Técnicas de siembra- Microbiología
Identificación y Caracterización de Microorganismos
La identificación de microorganismos se basa en la observación de su crecimiento en medios de cultivo artificiales y en la caracterización de sus propiedades morfológicas y fisiológicas. El microscopio es una herramienta rutinaria para obtener información para la identificación.
Técnicas de Tinción
Las tinciones son métodos sencillos para aumentar el contraste entre la célula microbiana y su entorno, mejorando la imagen observada. Existen varios tipos:
- Tinción simple: Utiliza un solo colorante para teñir toda la muestra, permitiendo diferenciar la forma o morfología externa de la bacteria. La muestra teñida con safranina puede asemejarse a E. coli (bacilos rojos), y la teñida con cristal violeta a Staphylococcus aureus (cocos azul-morados).
- Tinción diferencial (Gram): Utiliza dos colorantes para clasificar bacterias en Gram positivas (cocos azul-morados) y Gram negativas (bacilos rojos), basándose en la composición de su pared celular.

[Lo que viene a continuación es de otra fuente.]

/*!
 * Core types and data structures for codedump
 */

use std::fmt;

use serde::Serialize;

use crate::language::Language;
use crate::summary::LanguageCount;

/// One included source file
#[derive(Debug, Clone, PartialEq, Eq, Serialize)]
pub struct FileRecord {
    /// Path relative to the scan root, always using `/` separators
    pub path: String,
    /// File content, line-numbered when the run asked for it
    pub content: String,
    /// Language inferred from the extension
    pub language: Language,
    /// Number of `\n`-delimited segments in the original content
    pub line_count: usize,
    /// Size on disk in bytes
    pub size: u64,
}

impl FileRecord {
    /// Characters of the stored content (including any line-number prefixes)
    pub fn char_count(&self) -> usize {
        self.content.chars().count()
    }
}

/// Everything a successful run produced, before serialization
#[derive(Debug, Clone, Serialize)]
pub struct IngestionResult {
    /// Rendered summary text
    pub summary: String,
    /// Rendered directory tree text
    pub tree: String,
    /// Included files in discovery order
    pub files: Vec<FileRecord>,
    /// Language histogram, most common first
    pub languages: Vec<LanguageCount>,
    pub total_files: usize,
    pub total_lines: usize,
    pub total_chars: usize,
}

impl IngestionResult {
    /// Assemble a result, deriving every total from `files`
    pub fn new(
        summary: String,
        tree: String,
        files: Vec<FileRecord>,
        languages: Vec<LanguageCount>,
    ) -> Self {
        let total_lines = files.iter().map(|f| f.line_count).sum();
        let total_chars = files.iter().map(FileRecord::char_count).sum();

        Self {
            summary,
            tree,
            total_files: files.len(),
            total_lines,
            total_chars,
            files,
            languages,
        }
    }
}

/// The externally visible output of one pipeline run
#[derive(Debug, Clone, Default, PartialEq, Eq, Serialize)]
pub struct SerializedArtifact {
    /// XML document; empty when the run failed
    pub xml: String,
    pub success: bool,
    pub error: Option<String>,
}

impl SerializedArtifact {
    pub fn success(xml: String) -> Self {
        Self {
            xml,
            success: true,
            error: None,
        }
    }

    pub fn failure(message: impl Into<String>) -> Self {
        Self {
            xml: String::new(),
            success: false,
            error: Some(message.into()),
        }
    }
}

/// What kind of per-item problem a diagnostic describes
#[derive(Debug, Clone, Copy, PartialEq, Eq, Serialize)]
#[serde(rename_all = "snake_case")]
pub enum DiagnosticKind {
    /// A directory (or entry) could not be listed during discovery
    UnreadableDirectory,
    /// A file exceeded the configured size bound
    Oversized,
    /// A file could not be opened or read
    UnreadableFile,
    /// A file was not valid UTF-8 text, or held characters XML cannot carry
    Undecodable,
    /// An entry's name cannot be written into the artifact unchanged
    InvalidPathName,
    /// An ignore pattern could not be compiled and matches nothing
    InvalidPattern,
}

impl fmt::Display for DiagnosticKind {
    fn fmt(&self, f: &mut fmt::Formatter<'_>) -> fmt::Result {
        let label = match self {
            Self::UnreadableDirectory => "unreadable directory",
            Self::Oversized => "oversized file",
            Self::UnreadableFile => "unreadable file",
            Self::Undecodable => "undecodable file",
            Self::InvalidPathName => "invalid path name",
            Self::InvalidPattern => "invalid pattern",
        };
        f.write_str(label)
    }
}

/// A recoverable problem recorded during a run. The item it names was
/// excluded from the result; the run itself carried on.
#[derive(Debug, Clone, PartialEq, Eq, Serialize)]
pub struct Diagnostic {
    pub kind: DiagnosticKind,
    /// Path (or pattern) the problem relates to
    pub path: String,
    pub message: String,
}

impl Diagnostic {
    pub fn new(kind: DiagnosticKind, path: impl Into<String>, message: impl Into<String>) -> Self {
        Self {
            kind,
            path: path.into(),
            message: message.into(),
        }
    }
}

impl fmt::Display for Diagnostic {
    fn fmt(&self, f: &mut fmt::Formatter<'_>) -> fmt::Result {
        write!(f, "{} {}: {}", self.kind, self.path, self.message)
    }
}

- Tinción negativa: Utiliza un colorante (como nigrosina) que no tiñe la cápsula bacteriana, haciéndola visible como un halo blanco sobre un fondo oscuro.
- Tinción de endosporas: Se aplica calor para permitir la penetración del colorante en las esporas de resistencia, que luego se observan de un color distinto (verde) al resto de la célula (rojo o morado).

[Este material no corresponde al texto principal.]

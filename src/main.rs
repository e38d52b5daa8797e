/*!
 * Command-line interface for codedump
 */

use std::fs;
use std::io;
use std::path::{Path, PathBuf};
use std::time::{Duration, Instant};

use clap::{CommandFactory, Parser};
use indicatif::{ProgressBar, ProgressStyle};

use codedump::config::Args;
use codedump::pipeline::Pipeline;
use codedump::progress::ProgressUpdate;
use codedump::report::{Reporter, ScanReport};
use codedump::utils::relative_slash_path;
use codedump::writer::XmlWriter;

fn main() -> io::Result<()> {
    // Parse command line arguments
    let args = Args::parse();

    if let Some(shell) = args.generate {
        let mut command = Args::command();
        clap_complete::generate(shell, &mut command, "codedump", &mut io::stdout());
        return Ok(());
    }

    init_logging(&args);

    let root = PathBuf::from(&args.directory_path);
    let output_path = args.output_path(&root);

    let mut overrides = args.overrides()?;
    // Don't process the output file itself
    if !args.stdout {
        if let Some(pattern) = output_exclusion(&root, &output_path) {
            overrides.extra_ignore_patterns.push(pattern);
        }
    }

    let progress = ProgressBar::new(100);
    progress.set_style(
        ProgressStyle::default_bar()
            .template("{spinner:.green} {prefix:.bold.cyan} {wide_msg:.dim.white} {pos}% ⏱️  Elapsed: {elapsed_precise}")
            .unwrap_or_else(|_| ProgressStyle::default_bar()),
    );
    if args.quiet {
        progress.set_draw_target(indicatif::ProgressDrawTarget::hidden());
    }
    progress.enable_steady_tick(Duration::from_millis(100));

    let reporter = |update: &ProgressUpdate| {
        progress.set_prefix(update.stage.to_string());
        progress.set_message(update.message.clone());
        if let Some(percent) = update.percent {
            progress.set_position(u64::from(percent));
        }
    };

    // Start timing both the run and the write
    let start_time = Instant::now();

    let outcome = Pipeline::new(&root)
        .with_overrides(overrides)
        .with_progress(&reporter)
        .run();

    if outcome.is_success() {
        if args.stdout {
            progress.finish_and_clear();
            println!("{}", outcome.artifact.xml);
            return Ok(());
        }
        XmlWriter::new().persist(&outcome.artifact, &output_path)?;
    }

    let total_duration = start_time.elapsed();
    progress.finish_and_clear();

    let scan_report = ScanReport::from_outcome(
        &outcome,
        output_path.display().to_string(),
        total_duration,
    );
    Reporter::new(args.report).print_report(&scan_report)?;

    match outcome.artifact.error {
        Some(message) if !outcome.artifact.success => {
            Err(io::Error::new(io::ErrorKind::Other, message))
        }
        _ => Ok(()),
    }
}

fn init_logging(args: &Args) {
    let mut builder =
        env_logger::Builder::from_env(env_logger::Env::default().default_filter_or("warn"));
    if args.quiet {
        builder.filter_level(log::LevelFilter::Error);
    } else if args.verbose {
        builder.filter_level(log::LevelFilter::Debug);
    }
    builder.target(env_logger::Target::Stderr).init();
}

/// Ignore pattern naming the output file when it lives under the scan root
fn output_exclusion(root: &Path, output: &Path) -> Option<String> {
    let root = fs::canonicalize(root).ok()?;
    let parent = match output.parent() {
        Some(parent) if !parent.as_os_str().is_empty() => parent,
        _ => Path::new("."),
    };
    let parent = fs::canonicalize(parent).ok()?;
    let relative = relative_slash_path(&root, &parent.join(output.file_name()?))?;
    Some(relative)
}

Las preparaciones húmedas permiten la observación de microorganismos vivos ("in vivo"), pero presentan dificultades de enfoque y bajo contraste. Las preparaciones secas, fijadas con calor, permiten observar la morfología celular y se usan para tinciones.
Observaciones microscópicas han revelado microorganismos alargados amarillentos moviéndose en línea recta, bacilos coloreados de rojo (Gram negativos) y cocos coloreados de azul-morado (Gram positivos). También se ha observado un halo blanco alrededor de algunas bacterias, indicativo de cápsulas, y manchas verdes correspondientes a endosporas.
Evaluación del Crecimiento Microbiano
El recuento por dilución proporciona una idea del número de organismos vivos presentes en una muestra capaces de multiplicarse en un medio determinado. Se realizan diluciones seriadas (1/10, 1/100, 1/1000) del alimento problema.
La valoración turbidimétrica del crecimiento microbiano se basa en que un cultivo bacteriano actúa como una suspensión coloidal que bloquea y refleja la luz. Midiendo el porcentaje de absorción de luz (densidad óptica), se puede estimar el número de células presentes. Para ello, se elabora una curva patrón relacionando la turbidez (D.O.) con el número de células para un microorganismo específico.
El recuento de gérmenes en filtros de membrana se basa en la retención de bacterias por parte del filtro, las cuales pueden cultivarse posteriormente. Se requiere equipo de filtración estéril, placas de Petri, pipetas estériles y medios de cultivo apropiados (como caldo de triptosa soja, caldo MacConkey, etc.), así como solución Ringer al 0.25%.